Returning to this part of the US should be a big plus and Moore, who needs a big week to secure his US Open spot, should put behind him a missed cut at the course last year, which came at a time when he was struggling with all aspects of his game.
Finally, I've made no mention of the top of the market so far and that's because I find it hard to separate many of them. Dustin Johnson would earn the nominal vote over Rory McIlroy and Justin Thomas, but there's little reason Justin Rose won't go well again and Jordan Spieth could come alive on these greens.
I did consider Masters champion Patrick Reed, but the class act who just looks the wrong price is Phil Mickelson and he goes in as my strongest selection as a result.
Mickelson is chalked up alongside Emiliano Grillo and Kevin Na, who are obviously playing well, but nevertheless do not merit being alongside one of the sport's greats. Remember, Phil has won this year and it's not as if he's struggling - two starts ago he finished fifth.
All we have to forgive for 50/1 to look huge is a missed cut at the PLAYERS, an event which does not suit him whatsoever. What's more, Mickelson arrived there exhausted and in need of a break.
Now freshened up, Mickelson heads to one of the events he covets most and while unable to win here at Muirfield Village, his record is strong enough to suggest that may yet change.

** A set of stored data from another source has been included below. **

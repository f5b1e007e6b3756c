//! Chunk corpus: the ingested chunks as a CSV file

use std::path::{Path, PathBuf};

use tracing::info;

use crate::error::{RagError, Result};
use crate::ingest::Chunk;

/// CSV file holding one row per chunk
pub struct ChunkCorpus {
    path: PathBuf,
}

impl ChunkCorpus {
    pub fn new(path: impl Into<PathBuf>) -> Self {
        Self { path: path.into() }
    }

    pub fn path(&self) -> &Path {
        &self.path
    }

    pub fn exists(&self) -> bool {
        self.path.exists()
    }

    /// Overwrite the corpus with `chunks`
    pub fn save(&self, chunks: &[Chunk]) -> Result<()> {
        if let Some(parent) = self.path.parent().filter(|p| !p.as_os_str().is_empty()) {
            std::fs::create_dir_all(parent).map_err(|e| {
                RagError::io(e, format!("Failed to create {}", parent.display()))
            })?;
        }

        let mut writer = csv::Writer::from_path(&self.path)?;
        for chunk in chunks {
            writer.serialize(chunk)?;
        }
        writer
            .flush()
            .map_err(|e| RagError::io(e, format!("Failed to write {}", self.path.display())))?;

        info!("Saved {} chunks to {}", chunks.len(), self.path.display());
        Ok(())
    }

    /// Read every chunk, in file order
    pub fn load(&self) -> Result<Vec<Chunk>> {
        if !self.path.exists() {
            return Err(RagError::Config(format!(
                "Chunk corpus not found at {}; run `normativa ingest` first",
                self.path.display()
            )));
        }

        let mut reader = csv::Reader::from_path(&self.path)?;
        let chunks = reader
            .deserialize()
            .collect::<std::result::Result<Vec<Chunk>, _>>()?;
        Ok(chunks)
    }
}
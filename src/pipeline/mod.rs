//! Retrieval-augmented generation
//!
//! One query runs retrieve, augment, generate, in that order and without
//! retries. An empty retrieval short-circuits before any backend call.

use crate::error::Result;
use crate::llm::{BackendRegistry, ChatMessage, LlmBackend};
use crate::retrieval::{build_prompt, dedupe_citations, Citation, Retriever};
use serde::{Deserialize, Serialize};
use tracing::{debug, info};

/// Answer returned when nothing relevant was retrieved
pub const NO_CONTEXT_ANSWER: &str =
    "No encontré información relevante en la base de datos para responder a tu pregunta.";

/// Outcome of one pipeline run
#[derive(Debug, Clone, PartialEq, Serialize, Deserialize)]
pub struct PipelineResult {
    pub answer: String,
    /// Chunk texts placed in the prompt, in retrieval order
    pub retrieved_texts: Vec<String>,
    pub citations: Vec<Citation>,
    /// Approximate token count, see [`estimate_word_tokens`]
    pub tokens_used: usize,
}

impl PipelineResult {
    fn abstention() -> Self {
        Self {
            answer: NO_CONTEXT_ANSWER.to_string(),
            retrieved_texts: Vec::new(),
            citations: Vec::new(),
            tokens_used: 0,
        }
    }
}

/// Approximate token usage as whitespace-separated words of prompt plus reply
///
/// This is a word-count proxy, not a tokenizer count; do not bill from it.
pub fn estimate_word_tokens(prompt: &str, response: &str) -> usize {
    prompt.split_whitespace().count() + response.split_whitespace().count()
}

/// Retriever plus the backends it can answer with
pub struct RagPipeline {
    retriever: Retriever,
    backends: BackendRegistry,
}

impl RagPipeline {
    pub fn new(retriever: Retriever, backends: BackendRegistry) -> Self {
        Self {
            retriever,
            backends,
        }
    }

    /// Answer `query` with the named provider (default provider when `None`)
    ///
    /// The provider is resolved before retrieval so an unknown or unavailable
    /// name fails without touching the index.
    pub fn answer(&self, query: &str, provider: Option<&str>, k: usize) -> Result<PipelineResult> {
        let backend = self.backends.get(provider)?;
        self.answer_with(backend.as_ref(), query, k)
    }

    /// Answer `query` with an explicit backend
    pub fn answer_with(&self, backend: &dyn LlmBackend, query: &str, k: usize) -> Result<PipelineResult> {
        let chunks = self.retriever.retrieve(query, k)?;

        if chunks.is_empty() {
            info!("No context retrieved, abstaining without calling {}", backend.name());
            return Ok(PipelineResult::abstention());
        }

        let citations = dedupe_citations(&chunks);
        let retrieved_texts: Vec<String> = chunks.into_iter().map(|c| c.text).collect();
        let prompt = build_prompt(query, &retrieved_texts);

        debug!(
            "Prompt built from {} chunks ({} citations), sending to {} ({})",
            retrieved_texts.len(),
            citations.len(),
            backend.name(),
            backend.model()
        );

        let answer = backend.chat(&[ChatMessage::user(prompt.as_str())])?;
        let tokens_used = estimate_word_tokens(&prompt, &answer);

        Ok(PipelineResult {
            answer,
            retrieved_texts,
            citations,
            tokens_used,
        })
    }

    pub fn retriever(&self) -> &Retriever {
        &self.retriever
    }

    pub fn backends(&self) -> &BackendRegistry {
        &self.backends
    }
}
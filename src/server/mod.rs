//! HTTP API over the RAG pipeline
//!
//! - `GET /healthz`: liveness
//! - `GET /api/status`: collection, embedding model and available providers
//! - `POST /api/query`: `{query, provider?, k?}` to answer, citations and metrics

use std::net::SocketAddr;
use std::sync::Arc;
use std::time::Instant;

use axum::extract::rejection::JsonRejection;
use axum::extract::State;
use axum::http::StatusCode;
use axum::routing::{get, post};
use axum::{Json, Router};
use serde::{Deserialize, Serialize};
use serde_json::Value;
use tower_http::trace::TraceLayer;
use tracing::{info, warn};

use crate::error::{RagError, Result};
use crate::pipeline::RagPipeline;
use crate::retrieval::Citation;

/// Shared handler state
#[derive(Clone)]
pub struct AppState {
    pipeline: Arc<RagPipeline>,
    default_k: usize,
    max_k: usize,
}

impl AppState {
    pub fn new(pipeline: Arc<RagPipeline>, default_k: usize, max_k: usize) -> Self {
        let default_k = default_k.max(1);
        Self {
            pipeline,
            default_k,
            max_k: max_k.max(default_k),
        }
    }
}

#[derive(Debug, Deserialize)]
pub struct QueryRequest {
    pub query: Option<String>,
    pub provider: Option<String>,
    /// Integer or integer string
    pub k: Option<Value>,
}

#[derive(Debug, Serialize, Deserialize)]
pub struct QueryResponse {
    pub answer: String,
    pub citations: Vec<Citation>,
    pub metrics: QueryMetrics,
}

#[derive(Debug, Serialize, Deserialize)]
pub struct QueryMetrics {
    /// Provider that answered, upper-cased
    pub provider: String,
    /// Number of chunks actually retrieved
    pub k: usize,
    /// Approximate word-count proxy
    pub tokens_used: usize,
    pub latency_ms: f64,
}

#[derive(Debug, Serialize)]
pub struct StatusResponse {
    pub collection: String,
    pub points: usize,
    pub embedding_model: String,
    pub default_provider: String,
    pub providers: Vec<String>,
}

#[derive(Debug, Serialize)]
struct ErrorBody {
    error: String,
}

type ApiError = (StatusCode, Json<ErrorBody>);

/// Build the router with request tracing
pub fn router(state: AppState) -> Router {
    Router::new()
        .route("/healthz", get(healthz))
        .route("/api/status", get(status_handler))
        .route("/api/query", post(query_handler))
        .layer(TraceLayer::new_for_http())
        .with_state(state)
}

/// Bind `addr` and serve until Ctrl-C
pub async fn serve(addr: SocketAddr, state: AppState) -> Result<()> {
    let listener = tokio::net::TcpListener::bind(addr)
        .await
        .map_err(|e| RagError::io(e, format!("Failed to bind {}", addr)))?;

    info!("Listening on http://{}", addr);

    axum::serve(listener, router(state))
        .with_graceful_shutdown(async {
            if let Err(e) = tokio::signal::ctrl_c().await {
                warn!("Failed to listen for shutdown signal: {}", e);
            }
        })
        .await
        .map_err(|e| RagError::io(e, "Server error"))?;

    info!("Server stopped");
    Ok(())
}

async fn healthz() -> StatusCode {
    StatusCode::OK
}

async fn status_handler(State(state): State<AppState>) -> std::result::Result<Json<StatusResponse>, ApiError> {
    let retriever = state.pipeline.retriever();
    let points = retriever
        .store()
        .count(retriever.collection())
        .map_err(internal_error)?;
    let backends = state.pipeline.backends();

    Ok(Json(StatusResponse {
        collection: retriever.collection().to_string(),
        points,
        embedding_model: retriever.provider().model_name().to_string(),
        default_provider: backends.default_kind().to_string(),
        providers: backends.available().iter().map(|k| k.to_string()).collect(),
    }))
}

async fn query_handler(
    State(state): State<AppState>,
    body: std::result::Result<Json<QueryRequest>, JsonRejection>,
) -> std::result::Result<Json<QueryResponse>, ApiError> {
    let Json(request) = body.map_err(|e| bad_request(format!("Invalid JSON body: {}", e.body_text())))?;

    let query = request
        .query
        .filter(|q| !q.trim().is_empty())
        .ok_or_else(|| bad_request("Missing 'query' field"))?;
    let k = parse_k(request.k.as_ref(), state.default_k, state.max_k)?;

    let backend = state
        .pipeline
        .backends()
        .get(request.provider.as_deref())
        .map_err(error_response)?;

    let start = Instant::now();
    let pipeline = Arc::clone(&state.pipeline);
    let worker_backend = Arc::clone(&backend);
    let result = tokio::task::spawn_blocking(move || {
        pipeline.answer_with(worker_backend.as_ref(), &query, k)
    })
    .await
    .map_err(|e| internal_error(RagError::Other(anyhow::anyhow!("pipeline task failed: {}", e))))?
    .map_err(error_response)?;

    let latency_ms = (start.elapsed().as_secs_f64() * 1000.0 * 100.0).round() / 100.0;

    Ok(Json(QueryResponse {
        metrics: QueryMetrics {
            provider: backend.name().to_uppercase(),
            k: result.retrieved_texts.len(),
            tokens_used: result.tokens_used,
            latency_ms,
        },
        answer: result.answer,
        citations: result.citations,
    }))
}

/// Accept `k` as a JSON integer or an integer string within `1..=max_k`
fn parse_k(value: Option<&Value>, default_k: usize, max_k: usize) -> std::result::Result<usize, ApiError> {
    let k = match value {
        None | Some(Value::Null) => return Ok(default_k),
        Some(Value::Number(n)) => n.as_u64().map(|n| n as usize),
        Some(Value::String(s)) => s.trim().parse::<usize>().ok(),
        Some(_) => None,
    }
    .ok_or_else(|| bad_request("'k' must be an integer"))?;

    if k == 0 || k > max_k {
        return Err(bad_request(format!("'k' must be between 1 and {}", max_k)));
    }
    Ok(k)
}

fn error_response(err: RagError) -> ApiError {
    match err {
        RagError::UnsupportedProvider { .. } | RagError::ProviderUnavailable(_) => {
            bad_request(err.to_string())
        }
        other => internal_error(other),
    }
}

fn bad_request(message: impl Into<String>) -> ApiError {
    (
        StatusCode::BAD_REQUEST,
        Json(ErrorBody {
            error: message.into(),
        }),
    )
}

fn internal_error(err: RagError) -> ApiError {
    warn!("Query failed: {}", err);
    (
        StatusCode::INTERNAL_SERVER_ERROR,
        Json(ErrorBody {
            error: err.to_string(),
        }),
    )
}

"I played here in 1986 in the U.S. Junior, and I've always had an affinity for this golf course," he said. "It was always a special place to me. I fell in love with it when I was a junior, I fell in love with it growing up as a kid.
"I had never seen a golf course this pristine, this green, this lush, this much water and cool holes. It was my first exposure to a golf course like this."
Asked how important a win could be on his CV, Mickelson added: "It would mean a lot to me - this would mean a lot more for me than any other regular tournament. First of all, it's Jack's tournament. And second, I've not ever won here.
"As I said earlier, I've always had a love for this golf course."
Now, Mickelson saying nice things doesn't alone make a case, but what struck me was how well he's hit the ball here over the last couple of years. In 2016, he led the field in greens hit - Mickelson virtually never does that, in fact it's the sole example since the start of 2015 - and in 2017 he ranked seventh, putting poorly on both occasions.
We know Mickelson's putter is usually a strength - he's second in strokes-gained putting this season - so it's a question of whether there's something about these particular surfaces which mystifies him, and that's one only he can answer.
Still, given that he would be entitled to go close here with a so-so week on the greens, prices in the region of 50/1 look extremely generous. Mickelson is entitled to be closer to the 25/1 mark.
Posted at 1140 BST on 29/05/18.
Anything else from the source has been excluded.